## EXERCISE MATERIALS
· · · · · · ·

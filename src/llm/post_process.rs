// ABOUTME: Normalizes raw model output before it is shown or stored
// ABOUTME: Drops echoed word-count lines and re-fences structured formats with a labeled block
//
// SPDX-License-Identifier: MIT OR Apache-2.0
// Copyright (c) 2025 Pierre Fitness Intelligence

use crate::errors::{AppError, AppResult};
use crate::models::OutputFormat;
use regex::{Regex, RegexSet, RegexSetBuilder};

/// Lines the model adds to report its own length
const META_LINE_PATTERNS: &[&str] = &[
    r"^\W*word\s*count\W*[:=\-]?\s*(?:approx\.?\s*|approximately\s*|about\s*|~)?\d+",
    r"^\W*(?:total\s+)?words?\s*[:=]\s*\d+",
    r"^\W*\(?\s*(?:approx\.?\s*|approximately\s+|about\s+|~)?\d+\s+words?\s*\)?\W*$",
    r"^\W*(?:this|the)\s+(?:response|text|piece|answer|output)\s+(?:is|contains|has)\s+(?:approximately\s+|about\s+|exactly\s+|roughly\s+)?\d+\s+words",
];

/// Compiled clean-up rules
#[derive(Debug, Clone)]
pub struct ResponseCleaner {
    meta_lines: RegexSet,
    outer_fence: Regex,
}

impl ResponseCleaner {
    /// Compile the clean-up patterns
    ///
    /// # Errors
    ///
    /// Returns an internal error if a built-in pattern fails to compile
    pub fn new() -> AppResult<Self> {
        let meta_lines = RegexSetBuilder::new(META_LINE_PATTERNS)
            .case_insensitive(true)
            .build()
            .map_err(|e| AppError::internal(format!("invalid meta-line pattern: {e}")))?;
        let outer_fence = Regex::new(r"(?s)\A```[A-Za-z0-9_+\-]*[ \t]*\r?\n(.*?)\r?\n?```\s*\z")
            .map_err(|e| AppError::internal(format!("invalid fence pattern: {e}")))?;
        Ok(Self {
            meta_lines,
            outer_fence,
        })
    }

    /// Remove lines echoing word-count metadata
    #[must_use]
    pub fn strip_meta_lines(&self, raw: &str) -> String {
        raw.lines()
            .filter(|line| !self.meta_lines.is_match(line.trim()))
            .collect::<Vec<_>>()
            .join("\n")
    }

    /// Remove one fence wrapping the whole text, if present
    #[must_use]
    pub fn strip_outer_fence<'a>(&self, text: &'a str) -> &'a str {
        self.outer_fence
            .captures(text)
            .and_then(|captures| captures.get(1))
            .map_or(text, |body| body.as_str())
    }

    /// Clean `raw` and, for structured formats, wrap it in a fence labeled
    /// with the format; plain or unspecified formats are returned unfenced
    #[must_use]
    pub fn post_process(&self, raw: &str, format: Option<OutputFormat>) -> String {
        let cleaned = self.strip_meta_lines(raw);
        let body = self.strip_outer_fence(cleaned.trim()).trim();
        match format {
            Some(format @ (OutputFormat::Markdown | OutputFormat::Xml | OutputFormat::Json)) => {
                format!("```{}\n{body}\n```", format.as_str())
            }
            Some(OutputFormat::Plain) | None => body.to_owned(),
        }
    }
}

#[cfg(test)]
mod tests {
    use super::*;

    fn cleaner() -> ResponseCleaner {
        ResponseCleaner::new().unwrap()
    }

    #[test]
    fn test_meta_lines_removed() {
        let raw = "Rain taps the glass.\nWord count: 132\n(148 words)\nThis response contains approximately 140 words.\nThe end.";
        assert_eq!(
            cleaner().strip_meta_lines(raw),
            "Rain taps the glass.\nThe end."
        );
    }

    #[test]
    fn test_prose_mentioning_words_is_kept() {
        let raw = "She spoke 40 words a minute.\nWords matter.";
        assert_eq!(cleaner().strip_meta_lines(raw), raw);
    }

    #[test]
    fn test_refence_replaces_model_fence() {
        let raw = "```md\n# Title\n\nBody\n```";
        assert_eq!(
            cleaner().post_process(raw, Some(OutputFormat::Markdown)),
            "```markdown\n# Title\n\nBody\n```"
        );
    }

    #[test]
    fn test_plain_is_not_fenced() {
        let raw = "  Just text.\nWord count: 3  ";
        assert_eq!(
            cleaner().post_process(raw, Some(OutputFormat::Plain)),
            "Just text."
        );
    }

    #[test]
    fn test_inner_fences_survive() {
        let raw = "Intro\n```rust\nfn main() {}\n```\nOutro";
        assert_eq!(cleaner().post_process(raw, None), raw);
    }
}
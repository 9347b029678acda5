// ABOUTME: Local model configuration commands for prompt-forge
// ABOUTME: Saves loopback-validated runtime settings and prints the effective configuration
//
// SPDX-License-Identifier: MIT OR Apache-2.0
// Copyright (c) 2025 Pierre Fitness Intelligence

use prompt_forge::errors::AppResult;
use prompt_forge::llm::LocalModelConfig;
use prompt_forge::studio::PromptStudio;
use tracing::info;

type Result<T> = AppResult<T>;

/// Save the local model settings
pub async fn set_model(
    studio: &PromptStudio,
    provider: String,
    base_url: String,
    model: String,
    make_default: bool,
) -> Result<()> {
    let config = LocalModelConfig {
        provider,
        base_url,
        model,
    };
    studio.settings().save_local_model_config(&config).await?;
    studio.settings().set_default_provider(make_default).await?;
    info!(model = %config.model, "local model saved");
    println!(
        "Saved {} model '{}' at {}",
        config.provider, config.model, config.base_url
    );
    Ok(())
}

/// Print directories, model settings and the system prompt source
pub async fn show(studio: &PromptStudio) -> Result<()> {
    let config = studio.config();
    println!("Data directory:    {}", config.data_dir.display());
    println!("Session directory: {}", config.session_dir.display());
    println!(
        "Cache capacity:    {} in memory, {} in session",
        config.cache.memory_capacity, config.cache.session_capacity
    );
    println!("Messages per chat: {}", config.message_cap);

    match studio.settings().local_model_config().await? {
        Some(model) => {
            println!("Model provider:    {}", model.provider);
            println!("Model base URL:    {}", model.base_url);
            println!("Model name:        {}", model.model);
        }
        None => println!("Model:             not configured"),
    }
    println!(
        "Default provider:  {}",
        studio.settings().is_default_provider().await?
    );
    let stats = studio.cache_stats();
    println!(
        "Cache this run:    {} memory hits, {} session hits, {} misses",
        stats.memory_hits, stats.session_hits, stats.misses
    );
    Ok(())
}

· · · · · · ·

## EXERCISE DETAILS
Find the string "directory" in the material above, and report every line where it occurs.

## EXERCISE OUTPUT
    println!("Data directory:    {}", config.data_dir.display());
    println!("Session directory: {}", config.session_dir.display());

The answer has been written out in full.